My Testimony Part I: How I Would Be Gone Right Now But God...
Updated: Apr 20
Have you ever dealt with anything for so long to the point you wanted to end it all? I have. From 8th grade to 12th grade, depression had such a hold on me. I was so unhappy with life I didn’t want it anymore. Then something happened: I’m introduced to Jesus. This is my Christian testimony.
Religion as a child
The first time I heard about Heaven was from my paternal grandmother, around the age of 4-6 years. I don’t remember what she told me only the imagery in my head stuck as she spoke. She said there would be animals living with us in Heaven.
So I imagined Heaven filled with animals and decided I was going to have a pet panda there.
I was not brought up in a religious household. I remember going to Mass sitting in the pews and flipping through hymnal books. Sometimes there were illustrations. I always looked for those. I loved looking at the beautiful ceiling, the decorations. And the depictions of Jesus carrying and dying on the cross (even though I didn't know what was happening).
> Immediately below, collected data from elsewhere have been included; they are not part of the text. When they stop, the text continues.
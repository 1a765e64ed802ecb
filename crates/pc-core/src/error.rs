//! Core error types for pcompose

use std::path::PathBuf;
use thiserror::Error;

/// Configuration-related errors
#[derive(Error, Debug)]
pub enum ConfigError {
    /// Config file not found
    #[error("Config file not found: {0}")]
    NotFound(PathBuf),

    /// Invalid configuration
    #[error("Invalid config: {0}")]
    Invalid(String),

    /// TOML parse error
    #[error("TOML parse error: {0}")]
    Parse(#[from] toml::de::Error),

    /// TOML serialize error
    #[error("TOML serialize error: {0}")]
    Serialize(#[from] toml::ser::Error),
}

/// Reasons a request could not be mapped onto a command
#[derive(Error, Debug, PartialEq, Eq)]
pub enum RouteError {
    /// Exec request without a command
    #[error("Empty exec payload")]
    EmptyPayload,

    /// Git service invoked without a repository argument
    #[error("Missing repository argument for {0}")]
    MissingRepository(String),

    /// Path escapes the data directory or is empty
    #[error("Invalid repository path: {0}")]
    InvalidRepositoryPath(String),

    /// Orchestration command for a project that was never deployed
    #[error("Working tree not found: {0}")]
    MissingWorkingTree(PathBuf),
}

/// Errors raised while preparing a bare repository
#[derive(Error, Debug)]
pub enum RepositoryError {
    /// Filesystem operation failed
    #[error("I/O error on {path}")]
    Io {
        path: PathBuf,
        #[source]
        source: std::io::Error,
    },

    /// `git init --bare` failed
    #[error("git init failed for {0}")]
    GitInit(PathBuf, #[source] ProcessError),

    /// The hook executable could not be located
    #[error("Unable to locate hook executable")]
    Executable(#[source] std::io::Error),
}

/// Errors from running an external tool
#[derive(Error, Debug)]
pub enum ProcessError {
    /// The process could not be started
    #[error("Failed to spawn {program}")]
    Spawn {
        program: String,
        #[source]
        source: std::io::Error,
    },

    /// The process ran but exited unsuccessfully
    #[error("{program} exited with {status}")]
    ExitStatus {
        program: String,
        status: std::process::ExitStatus,
    },
}
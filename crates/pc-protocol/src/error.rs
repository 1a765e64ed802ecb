//! Protocol error types

use thiserror::Error;

/// Errors that can occur while decoding a request payload
#[derive(Error, Debug, Clone, PartialEq, Eq)]
pub enum ProtocolError {
    /// Payload ended before the dimensions could be read
    #[error("Truncated payload: expected {expected} bytes, got {actual}")]
    Truncated { expected: usize, actual: usize },
}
I noticed and observed many things. I didn’t understand any of it nor was anything explained to me. Yet, I never asked any questions either.
My first time praying was for my maternal grandmother who was ill at the time. I was in Mass one day asking God to please make her better. She was a devout Catholic. Whenever I would visit Mexico I’d see her outside every night praying her rosary. I would sit next to her in silence as she prayed.
Looking back now I realized both my grandmothers made a small impact. One gave me something eternal to look forward to and the other made me reliant on God.
Religion as a teen
My childhood was beyond amazing. But going into my teens? These years were tough, brutal even. Due to my parents separating, getting back together, then separating again I did a lot of moving.
I didn’t adjust well. Eighth grade was when it all began, my depression. It was beyond difficult for me to make and keep friends. And I was alone 80% of the time. I made friends with outcasts and became a mild “emo” kid. I cringe having to admit that but it’s the truth.
The people I did surround myself with were not the best influence. And because of that I would cuss, listen to questionable music, and hated the world and everyone in it. It was like that for the next couple of years.
The crying spells were the worst. I would always be crying in secret. Overwhelmed with sadness and being unhappy with my life became normal.
Church didn’t do anything for me. My mom attempted to make my sisters and me official Catholics per my grandmother’s last request. It never worked out. But every night before going to sleep, I would pray even though I didn’t know who I was praying to.
I still considered myself a Catholic- knowing full when I was a fraud. Meanwhile, I developed a disdain for non-Catholic Christians.
My darkest time
I got to a low, low point in my life where I didn’t want to live anymore. I made plans to put an end to it. I was in 10th grade at 16 years old.
Now, I won’t reveal my method of choice because it is irrelevant. The point is, I tried to end my life not knowing my true worth in life. Not knowing I had a Saviour who already died for me.
There were several attempts. I would go to bed every night hoping, expecting not to wake up in the morning. Crying, I even begged God to let me die. Can you believe that? My God, who takes “no pleasure in the death of anyone (Ezekiel 18:32),“ was being asked this.
On those awful nights, I would wake up gasping for breath. I know now that was the Holy Spirit was breathing life back into me. I’m grateful for that every day.
It’s clear I didn’t know Scripture. It’s clear I didn’t know God. And if I did, I would not have been in that situation. But God, my merciful, loving, Heavenly Father let His will be done. He let me live.
The scariest part of it all is I didn’t have a personal relationship with Jesus. I would have been on my way to Hell. I would be in Hell right now.
Since my attempts were failing, I decided to put my plans on hold and continue living. Though I wasn’t living because my feelings didn’t change and depression wouldn’t leave me. I carried on like a zombie. Somewhat alive but not living.